# bass pro carp..



## crappielooker (Apr 5, 2004)

heh heh.. i remember seeing at least 2 carp swimming with trout in cinci bass pro.. i was thinking about a feeding trip down there sometimes.. i'm sure the carp would appreciate me "accidentally" drop in some boilies..   
maan.. is it spring yet??


----------



## crappielooker (Apr 5, 2004)

welp.. i did it.. gave an assortment of boilies to a friend of mine who will be going to basspro this weekend.. she promised me, she'll drop several in for my enjoyment.. the carp i wanna feed are not in the main tank.. those guys already have plenty of crap to eat, literally.. these guys i wanna fatten up are sittin along the side with trout..if i remember it correctly, its on the up escalator..  oh maan.. how much fun that would be to just stand back and watch..


----------



## johnboy111711 (Apr 7, 2004)

lol, still on pain meds?


----------



## crappielooker (Apr 5, 2004)

does it show???


----------



## johnboy111711 (Apr 7, 2004)

not at all dood!


----------



## RiverRat (Apr 5, 2004)

AK, the Cabelas out by Wheeling have a bunch of Carp in thier tanks too...one of them is a FAT healthy 20+ lber....they were feeding floating pellets when we were there and the Hybrid Stripers were crashing the surface after the pellets..along with the carp...wild to see fish feeding like that from below..i was impressed with thier tank set ups.
They also have 2 BIG flatheads in the one tank, 1 of them easily pushing over 60 lbs.

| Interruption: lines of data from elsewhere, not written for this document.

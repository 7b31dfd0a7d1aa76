//! Collective communication over a group
//!
//! Four primitives composed from point-to-point messaging, each a
//! synchronous barrier over one [`Group`]: no member completes until every
//! member has received its result.
//!
//! - [`Communicator::global_sum`] — element-wise sum on every member
//!   (ring or tree schedule, chosen by payload size)
//! - [`Communicator::gather_all`] — concatenation of all inputs, by rank
//! - [`Communicator::scatter_sum`] — the reduce-scatter half in isolation
//! - [`Communicator::peer_exchange`] — balanced all-to-all
//!
//! Every member must issue collective calls against the same group in the
//! same relative order; that obligation sits with the caller, and the run
//! deadlocks if it is violated, like in any message-passing system. Channel
//! tags are derived from the group identity and a per-communicator sequence
//! number, so identical issue order implies identical tags with no
//! negotiation.
//!
//! Completion is all-or-nothing. On any transport failure the collective
//! aborts the run, discards partially accumulated buffers, and every member
//! that can still be reached fails with the same originating peer. Calls
//! are at-most-once: re-issuing a partially completed reduction could
//! double-count, so nothing above the transport layer retries.

pub mod ring;
pub mod strategy;
pub mod tree;

pub use strategy::{ReduceStrategy, DEFAULT_RING_THRESHOLD};

use std::sync::atomic::{AtomicU64, Ordering};
use std::sync::Arc;

use crate::errors::{LatticeError, Result};
use crate::topology::{Group, GroupKind};
use crate::transport::{wire, Tag, Transport};

/// The collective operations a group supports.
#[derive(Debug, Clone, Copy, PartialEq, Eq)]
pub enum CollectiveOp {
    /// Reduce-then-broadcast: every member receives the element-wise sum.
    GlobalSum,
    /// Every member receives the rank-ordered concatenation of all inputs.
    GatherAll,
    /// Member `i` receives the element-wise sum of segment `i`.
    ScatterSum,
    /// Every ordered pair of members exchanges a buffer.
    PeerExchange,
    /// Zero-payload synchronization point.
    Barrier,
}

impl std::fmt::Display for CollectiveOp {
    fn fmt(&self, f: &mut std::fmt::Formatter<'_>) -> std::fmt::Result {
        let name = match self {
            CollectiveOp::GlobalSum => "global_sum",
            CollectiveOp::GatherAll => "gather_all",
            CollectiveOp::ScatterSum => "scatter_sum",
            CollectiveOp::PeerExchange => "peer_exchange",
            CollectiveOp::Barrier => "barrier",
        };
        write!(f, "{}", name)
    }
}

/// Binds a [`Group`] to a shared [`Transport`] and runs collectives on it.
///
/// A rank holds one communicator per group it belongs to (one data-parallel,
/// one tensor-parallel), both over the same transport endpoint.
pub struct Communicator {
    group: Group,
    transport: Arc<dyn Transport>,
    sequence: AtomicU64,
    ring_threshold: usize,
}

impl std::fmt::Debug for Communicator {
    fn fmt(&self, f: &mut std::fmt::Formatter<'_>) -> std::fmt::Result {
        f.debug_struct("Communicator")
            .field("group", &self.group)
            .field("sequence", &self.sequence)
            .field("ring_threshold", &self.ring_threshold)
            .finish_non_exhaustive()
    }
}

impl Communicator {
    /// Create a communicator for this rank's position in `group`.
    pub fn new(group: Group, transport: Arc<dyn Transport>) -> Result<Self> {
        if group.is_empty() {
            return Err(LatticeError::Config(
                "cannot build a communicator over an empty group".into(),
            ));
        }
        if group.rank() != transport.rank() {
            return Err(LatticeError::Config(format!(
                "group position {} belongs to rank {}, but the transport endpoint is rank {}",
                group.position(),
                group.rank(),
                transport.rank()
            )));
        }
        Ok(Self {
            group,
            transport,
            sequence: AtomicU64::new(0),
            ring_threshold: DEFAULT_RING_THRESHOLD,
        })
    }

    /// Override the payload size at which `global_sum` switches from the
    /// tree to the ring schedule.
    pub fn with_ring_threshold(mut self, elements: usize) -> Self {
        self.ring_threshold = elements;
        self
    }

    /// The group this communicator operates over.
    pub fn group(&self) -> &Group {
        &self.group
    }

    /// Element-wise sum of every member's buffer, delivered to all members.
    ///
    /// Buffers must have identical length on every member. The schedule is
    /// picked by payload size; both schedules accumulate in a fixed order,
    /// so repeated runs reproduce identical rounding.
    pub fn global_sum(&self, input: &[f32]) -> Result<Vec<f32>> {
        if self.group.len() == 1 {
            return Ok(input.to_vec());
        }
        let schedule = strategy::select(input.len(), self.ring_threshold);
        tracing::debug!(
            op = "global_sum",
            schedule = schedule.name(),
            elements = input.len(),
            "selecting reduce schedule"
        );
        self.run(CollectiveOp::GlobalSum, |sequence| {
            schedule.reduce(self, sequence, input)
        })
    }

    /// `global_sum` with an explicit schedule, bypassing size selection.
    /// Both schedules must produce the same sums; tests cross-check them.
    pub fn global_sum_with(&self, input: &[f32], schedule: &dyn ReduceStrategy) -> Result<Vec<f32>> {
        if self.group.len() == 1 {
            return Ok(input.to_vec());
        }
        self.run(CollectiveOp::GlobalSum, |sequence| {
            schedule.reduce(self, sequence, input)
        })
    }

    /// Rank-ordered concatenation of every member's buffer, on all members.
    pub fn gather_all(&self, input: &[f32]) -> Result<Vec<f32>> {
        if self.group.len() == 1 {
            return Ok(input.to_vec());
        }
        self.run(CollectiveOp::GatherAll, |sequence| {
            ring::ring_gather(self, sequence, input)
        })
    }

    /// Reduce-scatter: the buffer is split into one equal segment per
    /// member; member `i` receives the element-wise sum of segment `i`
    /// across all members.
    pub fn scatter_sum(&self, input: &[f32]) -> Result<Vec<f32>> {
        let n = self.group.len();
        if input.len() % n != 0 {
            return Err(LatticeError::Shape {
                context: "scatter_sum buffer (length must divide by group size)",
                expected: input.len().next_multiple_of(n),
                actual: input.len(),
            });
        }
        if n == 1 {
            return Ok(input.to_vec());
        }
        self.run(CollectiveOp::ScatterSum, |sequence| {
            let ranges = crate::sharding::uniform_ranges(input.len(), n);
            let mut buf = input.to_vec();
            ring::reduce_scatter(self, sequence, &mut buf, &ranges, 0)?;
            let (start, end) = ranges[self.group.position()];
            Ok(buf[start..end].to_vec())
        })
    }

    /// Balanced all-to-all: `outgoing[j]` goes to the member at position
    /// `j`, and the result holds one buffer per source position. In round
    /// `k` member `i` sends to `(i+k) mod N` and receives from
    /// `(i-k) mod N`, so every ordered pair communicates exactly once and
    /// no member is idle in any round.
    pub fn peer_exchange(&self, outgoing: &[Vec<f32>]) -> Result<Vec<Vec<f32>>> {
        let n = self.group.len();
        if outgoing.len() != n {
            return Err(LatticeError::Shape {
                context: "peer_exchange buffer count",
                expected: n,
                actual: outgoing.len(),
            });
        }
        let block = outgoing[0].len();
        for buffer in outgoing {
            if buffer.len() != block {
                return Err(LatticeError::Shape {
                    context: "peer_exchange buffer lengths",
                    expected: block,
                    actual: buffer.len(),
                });
            }
        }
        if n == 1 {
            return Ok(vec![outgoing[0].clone()]);
        }

        self.run(CollectiveOp::PeerExchange, |sequence| {
            let pos = self.group.position();
            let mut result: Vec<Vec<f32>> = vec![Vec::new(); n];
            result[pos] = outgoing[pos].clone();

            for round in 1..n {
                let send_pos = (pos + round) % n;
                let recv_pos = (pos + n - round) % n;
                self.send_to(send_pos, sequence, round - 1, &outgoing[send_pos])?;
                result[recv_pos] = self.recv_from(recv_pos, sequence, round - 1, block)?;
            }
            Ok(result)
        })
    }

    /// Block until every member of the group has reached this call.
    pub fn barrier(&self) -> Result<()> {
        if self.group.len() == 1 {
            return Ok(());
        }
        self.run(CollectiveOp::Barrier, |sequence| {
            tree::TreeReduce.reduce(self, sequence, &[])?;
            Ok(())
        })
    }

    /// Run one collective under the abort protocol: a transport failure
    /// aborts the run for everyone and surfaces here as a `Collective`
    /// error naming the originating peer. Partial local state never leaks;
    /// the closure's buffers die with it.
    fn run<T>(&self, op: CollectiveOp, body: impl FnOnce(u64) -> Result<T>) -> Result<T> {
        let sequence = self.sequence.fetch_add(1, Ordering::Relaxed);
        tracing::debug!(
            op = %op,
            kind = %self.group.kind,
            group = self.group.id,
            sequence,
            "collective start"
        );

        match body(sequence) {
            Ok(value) => Ok(value),
            Err(LatticeError::Transport { peer, reason }) => {
                tracing::warn!(op = %op, peer, %reason, "collective aborted");
                self.transport.abort(peer);
                Err(LatticeError::Collective { op, peer })
            }
            Err(other) => Err(other),
        }
    }

    /// Tag layout: `{kind:1 | group_id:15 | sequence:32 | round:16}`.
    /// Deterministic on every member, unique per call and round, and
    /// disjoint between a rank's data-parallel and tensor-parallel
    /// communicators.
    fn tag_for(&self, sequence: u64, round: usize) -> Tag {
        let kind_bit = match self.group.kind {
            GroupKind::DataParallel => 0u64,
            GroupKind::TensorParallel => 1u64,
        };
        (kind_bit << 63)
            | ((self.group.id as u64 & 0x7FFF) << 48)
            | ((sequence & 0xFFFF_FFFF) << 16)
            | (round as u64 & 0xFFFF)
    }

    /// Send a buffer to the member at a schedule position.
    pub(crate) fn send_to(
        &self,
        position: usize,
        sequence: u64,
        round: usize,
        data: &[f32],
    ) -> Result<()> {
        self.transport.send(
            self.group.rank_at(position),
            wire::encode_f32s(data),
            self.tag_for(sequence, round),
        )
    }

    /// Receive a buffer from the member at a schedule position, enforcing
    /// the expected element count. A length mismatch means the group's
    /// members disagree about buffer shapes; the run is aborted (naming the
    /// sender) so nobody blocks on a collective that can no longer finish.
    pub(crate) fn recv_from(
        &self,
        position: usize,
        sequence: u64,
        round: usize,
        expected_len: usize,
    ) -> Result<Vec<f32>> {
        let source = self.group.rank_at(position);
        let payload = self
            .transport
            .recv(source, self.tag_for(sequence, round))?;
        let values = wire::decode_f32s(&payload)?;
        if values.len() != expected_len {
            self.transport.abort(source);
            return Err(LatticeError::Shape {
                context: "collective buffer",
                expected: expected_len,
                actual: values.len(),
            });
        }
        Ok(values)
    }
}
//! Per-channel receive buffering
//!
//! One mailbox per endpoint holds a bounded queue for every `(source, tag)`
//! pair, guarded by a mutex and a pair of condition variables. This is the
//! only mutable shared state inside a rank: delivery serializes per tag,
//! out-of-order arrivals across distinct channels buffer independently, and
//! FIFO order holds within each channel.
//!
//! Failure state lives here too: a peer can be marked failed with a
//! root-cause rank, and the whole run can be marked aborted. Either wakes
//! every blocked sender and receiver so nobody waits on a dead peer.

use std::collections::{HashMap, VecDeque};
use std::sync::{Condvar, Mutex, MutexGuard};

use crate::errors::{LatticeError, Result};
use crate::topology::Rank;
use crate::transport::Tag;

pub(crate) struct Mailbox {
    owner: Rank,
    capacity: usize,
    state: Mutex<State>,
    readable: Condvar,
    writable: Condvar,
}

struct State {
    queues: HashMap<(Rank, Tag), VecDeque<Vec<u8>>>,
    /// Failed peers, each mapped to the root-cause rank of its failure.
    failed: HashMap<Rank, Rank>,
    /// Set once the run as a whole is aborted; holds the origin rank.
    aborted: Option<Rank>,
}

impl Mailbox {
    pub fn new(owner: Rank, capacity: usize) -> Self {
        Self {
            owner,
            capacity,
            state: Mutex::new(State {
                queues: HashMap::new(),
                failed: HashMap::new(),
                aborted: None,
            }),
            readable: Condvar::new(),
            writable: Condvar::new(),
        }
    }

    fn lock(&self) -> MutexGuard<'_, State> {
        // A poisoned lock only means another thread panicked while holding
        // it; the queue contents are still structurally sound.
        self.state.lock().unwrap_or_else(|e| e.into_inner())
    }

    /// Deliver a payload into the `(source, tag)` queue, blocking while the
    /// queue is at capacity.
    pub fn push(&self, source: Rank, tag: Tag, payload: Vec<u8>) -> Result<()> {
        let mut state = self.lock();
        loop {
            if let Some(origin) = state.aborted {
                return Err(run_aborted(origin));
            }
            if let Some(&root) = state.failed.get(&self.owner) {
                return Err(peer_failed(self.owner, root));
            }
            if let Some(&root) = state.failed.get(&source) {
                return Err(peer_failed(source, root));
            }

            let queue = state.queues.entry((source, tag)).or_default();
            if queue.len() < self.capacity {
                queue.push_back(payload);
                self.readable.notify_all();
                return Ok(());
            }

            state = self
                .writable
                .wait(state)
                .unwrap_or_else(|e| e.into_inner());
        }
    }

    /// Take the next payload from the `(source, tag)` queue, blocking until
    /// one arrives. Buffered messages are drained before failure state is
    /// reported, so anything accepted before a failure is still delivered.
    pub fn pop(&self, source: Rank, tag: Tag) -> Result<Vec<u8>> {
        let mut state = self.lock();
        loop {
            if let Some(queue) = state.queues.get_mut(&(source, tag)) {
                if let Some(payload) = queue.pop_front() {
                    self.writable.notify_all();
                    return Ok(payload);
                }
            }
            if let Some(origin) = state.aborted {
                return Err(run_aborted(origin));
            }
            if let Some(&root) = state.failed.get(&source) {
                return Err(peer_failed(source, root));
            }

            state = self
                .readable
                .wait(state)
                .unwrap_or_else(|e| e.into_inner());
        }
    }

    /// Record a peer failure with its root cause and wake all waiters.
    /// The first recorded cause for a peer wins.
    pub fn fail(&self, peer: Rank, root: Rank) {
        let mut state = self.lock();
        state.failed.entry(peer).or_insert(root);
        self.readable.notify_all();
        self.writable.notify_all();
    }

    /// Mark the whole run aborted with an origin rank and wake all waiters.
    /// The first origin wins; later aborts are no-ops.
    pub fn abort_run(&self, origin: Rank) {
        let mut state = self.lock();
        if state.aborted.is_none() {
            state.aborted = Some(origin);
        }
        self.readable.notify_all();
        self.writable.notify_all();
    }
}

fn peer_failed(peer: Rank, root: Rank) -> LatticeError {
    LatticeError::Transport {
        peer: root,
        reason: if peer == root {
            "peer unreachable".to_string()
        } else {
            format!("peer {} lost to upstream failure", peer)
        },
    }
}

fn run_aborted(origin: Rank) -> LatticeError {
    LatticeError::Transport {
        peer: origin,
        reason: "run aborted".to_string(),
    }
}
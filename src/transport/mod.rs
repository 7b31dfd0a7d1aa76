//! Point-to-point transport between ranks
//!
//! The substrate everything above is built on: blocking `send`/`recv`
//! between two ranks, addressed by `(source, tag)` logical channels.
//! Same-tag messages between the same ordered pair of ranks arrive in send
//! order; messages on other channels are buffered per-tag and never corrupt
//! each other's state. There is no ordering guarantee across different tags
//! or different source ranks.
//!
//! Two implementations share one mailbox primitive:
//! - [`memory::LocalCluster`] wires N ranks together in one process, used by
//!   the multi-rank tests and the fault-injection harness;
//! - [`tcp::TcpTransport`] runs one rank per OS process over a static full
//!   mesh of sockets, with a reader thread per peer connection.

pub(crate) mod mailbox;
pub mod memory;
pub mod tcp;
pub mod wire;

use std::time::Duration;

use serde::{Deserialize, Serialize};

use crate::config::TransportConfig;
use crate::errors::Result;
use crate::topology::Rank;

/// Logical channel identifier. Collectives derive tags deterministically;
/// point-to-point users may pick any value below the reserved range.
pub type Tag = u64;

/// Reserved tag carrying run-abort control frames.
pub const ABORT_TAG: Tag = u64::MAX;

/// One in-flight message between two ranks.
///
/// Transient: exists only between a `send` and its matching `recv`. The
/// payload is an opaque byte buffer; element layout is agreed out-of-band.
#[derive(Debug, Clone, PartialEq, Serialize, Deserialize)]
pub struct Message {
    /// Sending rank
    pub source: Rank,
    /// Receiving rank
    pub dest: Rank,
    /// Logical channel
    pub tag: Tag,
    /// Opaque payload bytes
    pub payload: Vec<u8>,
}

/// Blocking point-to-point messaging between ranks.
///
/// All calls block from the caller's perspective: `send` returns once the
/// receiver side has accepted the message into its `(source, tag)` queue,
/// `recv` returns once a matching message is available. Both fail with a
/// `Transport` error when the peer (or the run) is gone; exhausting the
/// dial retry budget is fatal.
pub trait Transport: Send + Sync {
    /// This endpoint's rank.
    fn rank(&self) -> Rank;

    /// Number of ranks in the run.
    fn world_size(&self) -> usize;

    /// Deliver `payload` to `dest` on channel `tag`.
    fn send(&self, dest: Rank, payload: Vec<u8>, tag: Tag) -> Result<()>;

    /// Block until a message from `source` on channel `tag` arrives.
    fn recv(&self, source: Rank, tag: Tag) -> Result<Vec<u8>>;

    /// Mark the run failed with a root-cause rank and wake every blocked
    /// peer that can still be reached. Called by a collective that observed
    /// a transport failure; after this, every pending and future call on
    /// any reachable endpoint fails with the same origin.
    fn abort(&self, origin: Rank);
}

/// Exponential backoff schedule for dial retries.
#[derive(Debug, Clone, Copy)]
pub struct RetryPolicy {
    /// Attempts before the peer is declared unreachable.
    pub max_attempts: u32,
    /// Delay before the second attempt; doubles each retry.
    pub base_delay: Duration,
    /// Cap on the delay between attempts.
    pub max_delay: Duration,
}

impl RetryPolicy {
    /// Build the policy from transport configuration.
    pub fn from_config(config: &TransportConfig) -> Self {
        Self {
            max_attempts: config.max_dial_retries,
            base_delay: Duration::from_millis(config.dial_backoff_ms),
            max_delay: Duration::from_millis(config.dial_backoff_max_ms),
        }
    }

    /// Delay to sleep after a failed attempt (0-indexed).
    pub fn delay(&self, attempt: u32) -> Duration {
        let exp = self.base_delay.saturating_mul(1u32 << attempt.min(20));
        exp.min(self.max_delay)
    }
}

impl Default for RetryPolicy {
    fn default() -> Self {
        Self::from_config(&TransportConfig::default())
    }
}
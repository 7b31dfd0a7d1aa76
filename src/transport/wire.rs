//! Length-prefixed CBOR framing for the socket transport
//!
//! Every frame is a `u32` big-endian length followed by a CBOR-encoded
//! message. The length is validated against a hard limit on both the read
//! and write paths, so a corrupt or hostile peer cannot make a reader
//! allocate unbounded memory.

use std::io::{Read, Write};

use serde::de::DeserializeOwned;
use serde::Serialize;

use crate::errors::{LatticeError, Result};

/// Default hard limit on a single wire frame (10MB).
pub const MESSAGE_SIZE_LIMIT: usize = 10 * 1024 * 1024;

/// Write a length-prefixed CBOR frame.
pub fn write_frame<W: Write, M: Serialize>(io: &mut W, message: &M, limit: usize) -> Result<()> {
    let mut buf = Vec::new();
    ciborium::into_writer(message, &mut buf)
        .map_err(|e| LatticeError::Serialization(e.to_string()))?;

    if buf.len() > limit {
        return Err(LatticeError::Serialization(format!(
            "message size {} exceeds limit {}",
            buf.len(),
            limit
        )));
    }

    let len = buf.len() as u32;
    io.write_all(&len.to_be_bytes())?;
    io.write_all(&buf)?;
    io.flush()?;

    Ok(())
}

/// Read a length-prefixed CBOR frame, enforcing the size limit before
/// allocating the payload buffer.
pub fn read_frame<R: Read, M: DeserializeOwned>(io: &mut R, limit: usize) -> Result<M> {
    let mut len_buf = [0u8; 4];
    io.read_exact(&mut len_buf)?;
    let len = u32::from_be_bytes(len_buf) as usize;

    if len > limit {
        return Err(LatticeError::Serialization(format!(
            "message size {} exceeds limit {}",
            len, limit
        )));
    }

    let mut buf = vec![0u8; len];
    io.read_exact(&mut buf)?;

    ciborium::from_reader(&buf[..]).map_err(|e| LatticeError::Serialization(e.to_string()))
}

/// Encode an `f32` buffer as little-endian payload bytes.
pub fn encode_f32s(values: &[f32]) -> Vec<u8> {
    let mut bytes = Vec::with_capacity(values.len() * 4);
    for v in values {
        bytes.extend_from_slice(&v.to_le_bytes());
    }
    bytes
}

/// Decode little-endian payload bytes back into an `f32` buffer.
pub fn decode_f32s(bytes: &[u8]) -> Result<Vec<f32>> {
    if bytes.len() % 4 != 0 {
        return Err(LatticeError::Serialization(format!(
            "payload length {} is not a whole number of f32 elements",
            bytes.len()
        )));
    }
    Ok(bytes
        .chunks_exact(4)
        .map(|c| f32::from_le_bytes([c[0], c[1], c[2], c[3]]))
        .collect())
}
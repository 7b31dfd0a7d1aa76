//! # lattice
//!
//! A minimal message-passing runtime for data-parallel and tensor-parallel
//! distributed training: deterministic process-group derivation from a flat
//! rank space, a blocking point-to-point transport with per-channel
//! buffering, and collective primitives (global-sum, gather-all,
//! scatter-sum, peer-exchange) built from that transport rather than a
//! vendor library.
//!
//! The world is fixed for the lifetime of a run: every process is launched
//! with its rank and the shared [`WorldConfig`], derives its group
//! membership arithmetically, and communicates over a static mesh. A rank
//! failure is fatal to the run, never recovered.

pub mod collectives;
pub mod config;
pub mod errors;
pub mod projection;
pub mod sharding;
pub mod tensor;
pub mod topology;
pub mod transport;

pub use collectives::{CollectiveOp, Communicator, ReduceStrategy};
pub use config::{TransportConfig, WorldConfig};
pub use errors::{LatticeError, Result};
pub use projection::{ComputeKernel, MatVecKernel, ShardedProjection};
pub use sharding::{shard_batch, shard_output_channels, shard_table, Shard};
pub use tensor::Matrix;
pub use topology::{derive_groups, Group, GroupKind, Rank};
pub use transport::{memory::LocalCluster, tcp::TcpTransport, Transport};
//! Shard assignment across group members
//!
//! Splits are as-uniform-as-possible: with `N` members and `size` elements,
//! `base = size / N` and the first `size % N` members (by schedule position)
//! receive one extra element. Every consumer that reassembles sharded data
//! (the forward/backward choreography, the ring reduce-scatter chunking)
//! uses this same table, so shard boundaries always reconcile with no gaps
//! or overlaps.
//!
//! The minimum shard size is zero: `size = 0` is legal and yields all-empty
//! shards rather than an error.

use serde::{Deserialize, Serialize};

use crate::errors::{LatticeError, Result};
use crate::topology::{Group, Rank};

/// A contiguous sub-range of one tensor dimension, owned by a single rank.
#[derive(Debug, Clone, Copy, PartialEq, Eq, Serialize, Deserialize)]
pub struct Shard {
    /// Rank owning this range exclusively.
    pub owner: Rank,
    /// Start index (inclusive).
    pub start: usize,
    /// End index (exclusive).
    pub end: usize,
}

impl Shard {
    /// Number of elements in the shard.
    pub fn len(&self) -> usize {
        self.end - self.start
    }

    /// Whether the shard covers no elements.
    pub fn is_empty(&self) -> bool {
        self.start == self.end
    }

    /// The owned range, for direct slicing.
    pub fn range(&self) -> std::ops::Range<usize> {
        self.start..self.end
    }
}

/// Partition `size` elements into `parts` contiguous `(start, end)` ranges,
/// front-loading the remainder.
pub fn uniform_ranges(size: usize, parts: usize) -> Vec<(usize, usize)> {
    let base = size / parts;
    let remainder = size % parts;

    let mut ranges = Vec::with_capacity(parts);
    let mut start = 0;
    for i in 0..parts {
        let len = if i < remainder { base + 1 } else { base };
        ranges.push((start, start + len));
        start += len;
    }
    ranges
}

/// Every member's shard of `size` elements, in schedule-position order.
pub fn shard_table(size: usize, group: &Group) -> Result<Vec<Shard>> {
    if group.is_empty() {
        return Err(LatticeError::Config(
            "cannot shard over an empty group".into(),
        ));
    }
    Ok(uniform_ranges(size, group.len())
        .into_iter()
        .enumerate()
        .map(|(position, (start, end))| Shard {
            owner: group.rank_at(position),
            start,
            end,
        })
        .collect())
}

/// This member's batch-row shard for a data-parallel group.
pub fn shard_batch(global_batch_size: usize, group: &Group) -> Result<Shard> {
    Ok(shard_table(global_batch_size, group)?[group.position()])
}

/// This member's output-channel shard for a tensor-parallel group.
pub fn shard_output_channels(total_channels: usize, group: &Group) -> Result<Shard> {
    Ok(shard_table(total_channels, group)?[group.position()])
}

They also had a few Buffalos and a nice school of quill back suckers.


Scott


----------



## crappielooker (Apr 5, 2004)

heh heh.. i can see some rosehip pop ups floating around in there..  it would be sooo cooool to see that..  heck..i can also imagine some donkey choker sized boilies in there too.. 
i assumed its like the ohio river ecosystem fishes..


----------



## TimJC (Apr 6, 2004)

Now if we could just convince these places to let us do carp fishing seminars using there tanks. I guess they would need to start selling the gear first though (for there to be any financial benefit to letting us fish there tanks).


----------



## Carp Chaser (Jan 12, 2005)

Ak,
I'll try and get up ther this weekend (Sat.) and see if I see any boilies rollin' around....


----------



## crappielooker (Apr 5, 2004)

john...thanks maaan..u should be able to see some yellows and orange ones in there.. i'll ask her when she'll be dropping them in..heh heh.. maaan..i wish i was down there..


----------



## Carp Chaser (Jan 12, 2005)

this gives me an idea..... I could go there and test my homemade boilies  it would be like a personal test tank  Heee Heee!! just make up some micro sizes and walk by and drop them in...


----------



## crappielooker (Apr 5, 2004)

hehe..don't make them too small..the trout will get em before the carp will..hehe.. 
lemme know if you see anything rolling on the bottom..


----------



## tpet96 (Apr 6, 2004)

Was there yesterday actually. Ther eis only 1 carp left in the tank. And a dead flathead on the bottom.


----------



## flathunter (Apr 5, 2004)

sounds like someone has been feeding them fish to many boilies!


----------



## tpet96 (Apr 6, 2004)

Some of them hybrids in there are HUGE though. HOly cow.


----------



## crappielooker (Apr 5, 2004)

yeah..there is only 1 carp in the tank itself.. but they have 3 of them swimming with the trout in that stream..  those are the ones i wanna feed.. it would be kinda hard not to spot boilies inside their tank..  
this will be the first time i feed them over there.. hope they aren't too picky..


----------



## GMR_Guy (Apr 10, 2004)

That carp has been in there for quite a while. He/she looks like it could use some food as it looks to be on the skinny side. The musky is another long term resident of the aquarium. Yes, those hybrids are BIG - definitely state record material. If Edith Lunker is 13 lbs then that biggest hybrid must go close to 18 lbs.


----------



## Carp Chaser (Jan 12, 2005)

Sorry didn't get to make it there this weekend..........


----------